Les coûts de l’éolien ne sont-ils pas aujourd’hui moins élevés que ceux du nucléaire ?
L’EPR coûte cher et nécessite des délais. A supposer qu’il coûte 13 milliards – ce qui est bien trop cher –, il faut cependant avoir conscience qu’il va durer soixante ans. Il produira 600 millions de mégawattheures et rapportera près de 60 milliards d’euros. Non seulement nous sommes myopes en ne voyant plus le long terme, mais nous avons aussi des verres déformants. Le prix au pied de l’éolienne est certes légèrement moins élevé que celui du nucléaire, mais les éoliennes ont une durée de vie deux ou trois fois plus courte et fonctionnent un tiers du temps, ce qui multiplie le prix par cinq ou six. Et je ne vous parle pas des problèmes de stabilité du réseau.
Regrettez-vous l’abandon du projet Astrid, prototype de réacteur de quatrième génération ?

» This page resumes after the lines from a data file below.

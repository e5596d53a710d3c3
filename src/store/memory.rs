//! Embedded status store engine.
//!
//! Expiry runs on the tokio clock so paused-time tests can step past a TTL.
//! Expired entries are dropped lazily on read. Writes drain a deadline queue
//! up to `now`, so a write only touches keys that are actually due.

use super::StatusStore;
use crate::error::{Error, Result};
use async_trait::async_trait;
use dashmap::DashMap;
use parking_lot::Mutex;
use std::collections::BTreeMap;
use std::sync::atomic::{AtomicU32, Ordering};
use std::time::Duration;
use tokio::time::Instant;

struct Entry {
    value: String,
    expires_at: Instant,
}

/// In-process implementation of [`StatusStore`].
#[derive(Default)]
pub struct MemoryStore {
    entries: DashMap<String, Entry>,
    /// Deadline -> keys written with that deadline. A key overwritten later
    /// stays queued under its old deadline and is skipped when drained.
    deadlines: Mutex<BTreeMap<Instant, Vec<String>>>,
    failing_writes: AtomicU32,
}

impl MemoryStore {
    pub fn new() -> Self {
        Self::default()
    }

    /// Make the next `n` writes fail with a store error.
    pub fn fail_writes(&self, n: u32) {
        self.failing_writes.store(n, Ordering::SeqCst);
    }

    /// Number of live (unexpired) keys.
    pub fn len(&self) -> usize {
        let now = Instant::now();
        self.entries
            .iter()
            .filter(|e| e.value().expires_at > now)
            .count()
    }

    pub fn is_empty(&self) -> bool {
        self.len() == 0
    }

    fn take_injected_failure(&self) -> bool {
        self.failing_writes
            .fetch_update(Ordering::SeqCst, Ordering::SeqCst, |n| n.checked_sub(1))
            .is_ok()
    }

    fn evict_due(&self, now: Instant) {
        let due: Vec<String> = {
            let mut deadlines = self.deadlines.lock();
            let later = deadlines.split_off(&(now + Duration::from_nanos(1)));
            std::mem::replace(&mut *deadlines, later)
                .into_values()
                .flatten()
                .collect()
        };
        for key in due {
            self.entries.remove_if(&key, |_, e| e.expires_at <= now);
        }
    }
}

#[async_trait]
impl StatusStore for MemoryStore {
    async fn set(&self, key: &str, value: &str, ttl: Duration) -> Result<()> {
        if self.take_injected_failure() {
            return Err(Error::Store(format!("write of {key} rejected")));
        }

        let now = Instant::now();
        self.evict_due(now);

        let expires_at = now + ttl;
        self.entries.insert(
            key.to_string(),
            Entry {
                value: value.to_string(),
                expires_at,
            },
        );
        self.deadlines
            .lock()
            .entry(expires_at)
            .or_default()
            .push(key.to_string());
        Ok(())
    }

    async fn get(&self, key: &str) -> Result<Option<String>> {
        let now = Instant::now();
        let live = self
            .entries
            .get(key)
            .filter(|e| e.expires_at > now)
            .map(|e| e.value.clone());
        if live.is_some() {
            return Ok(live);
        }
        self.entries.remove_if(key, |_, e| e.expires_at <= now);
        Ok(None)
    }
}

#[cfg(test)]
mod tests {
    use super::*;

    #[tokio::test(start_paused = true)]
    async fn values_expire_after_ttl() {
        let store = MemoryStore::new();
        store
            .set("a:status", "Dispatched", Duration::from_secs(60))
            .await
            .unwrap();

        tokio::time::advance(Duration::from_secs(59)).await;
        assert_eq!(
            store.get("a:status").await.unwrap().as_deref(),
            Some("Dispatched")
        );

        tokio::time::advance(Duration::from_secs(2)).await;
        assert_eq!(store.get("a:status").await.unwrap(), None);
        assert!(store.is_empty());
    }

    #[tokio::test(start_paused = true)]
    async fn overwrite_resets_expiry_but_reads_do_not() {
        let store = MemoryStore::new();
        let ttl = Duration::from_secs(10);
        store.set("k", "one", ttl).await.unwrap();

        tokio::time::advance(Duration::from_secs(8)).await;
        store.get("k").await.unwrap();
        store.set("k", "two", ttl).await.unwrap();

        tokio::time::advance(Duration::from_secs(8)).await;
        assert_eq!(store.get("k").await.unwrap().as_deref(), Some("two"));

        tokio::time::advance(Duration::from_secs(3)).await;
        assert_eq!(store.get("k").await.unwrap(), None);
    }

    #[tokio::test]
    async fn injected_failures_are_consumed() {
        let store = MemoryStore::new();
        store.fail_writes(1);
        let ttl = Duration::from_secs(10);
        assert!(store.set("k", "v", ttl).await.is_err());
        assert!(store.set("k", "v", ttl).await.is_ok());
    }

    #[tokio::test(start_paused = true)]
    async fn writes_evict_only_keys_that_are_due() {
        let store = MemoryStore::new();
        for n in 0..100 {
            store
                .set(&format!("short-{n}"), "Dispatched", Duration::from_secs(5))
                .await
                .unwrap();
        }
        store
            .set("long", "Dispatched", Duration::from_secs(60))
            .await
            .unwrap();
        // Rewritten with a longer TTL: the old deadline must not evict it.
        store
            .set("short-0", "Processed", Duration::from_secs(60))
            .await
            .unwrap();
        assert_eq!(store.entries.len(), 101);

        tokio::time::advance(Duration::from_secs(6)).await;
        store
            .set("fresh", "Dispatched", Duration::from_secs(60))
            .await
            .unwrap();

        assert_eq!(store.entries.len(), 3);
        assert_eq!(store.len(), 3);
        assert_eq!(
            store.get("short-0").await.unwrap().as_deref(),
            Some("Processed")
        );
        assert_eq!(store.get("short-1").await.unwrap(), None);
        assert!(store.deadlines.lock().keys().all(|&d| d > Instant::now()));
    }

    #[tokio::test(flavor = "multi_thread", worker_threads = 4)]
    async fn concurrent_writers_do_not_lose_keys() {
        let store = std::sync::Arc::new(MemoryStore::new());
        let mut tasks = Vec::new();
        for t in 0..8 {
            let store = store.clone();
            tasks.push(tokio::spawn(async move {
                for n in 0..250 {
                    store
                        .set(&format!("{t}-{n}"), "Dispatched", Duration::from_secs(60))
                        .await
                        .unwrap();
                }
            }));
        }
        for task in tasks {
            task.await.unwrap();
        }
        assert_eq!(store.len(), 2000);
    }
}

Le nucléaire est une énergie qui consomme une matière inutile, l’uranium, et qui, en plus, la consomme mal. Il crée ainsi des déchets à longue durée de vie dont le plus problématique est le plutonium [90 % des déchets à vie longue]. L’uranium appauvri laisse 300 000 tonnes de déchets qui ne sont pas nocifs, mais inutiles. L’idée des réacteurs à neutrons rapides, dont Astrid devait être le démonstrateur, c’est de transformer le plutonium et l’uranium appauvri en combustible : on multiplie par 50 les réserves uranifères et on divise par 10 les déchets à longue durée de vie. C’est la technologie industrielle la plus mature pour fermer le cycle, c’est-à-dire aboutir à un recyclage complet des matières. Arrêter Astrid, c’est nous priver de la souveraineté en matière de ressources. Ce n’est pas un hasard si de grandes nations comme la Chine, mais aussi Bill Gates, financent d’importants travaux de recherche sur ces réacteurs à neutrons rapides. En France, c’est un summum d’hypocrisie, car on nous dit que les études papier vont continuer et qu’un jour on saura faire, comme par magie. Mais les gens qui prennent ces décisions n’ont pas la moindre idée de ce qu’est une industrie ! Ce n’est pas le même métier que de faire des fusions-acquisitions dans une banque, si vous voyez ce que je veux dire…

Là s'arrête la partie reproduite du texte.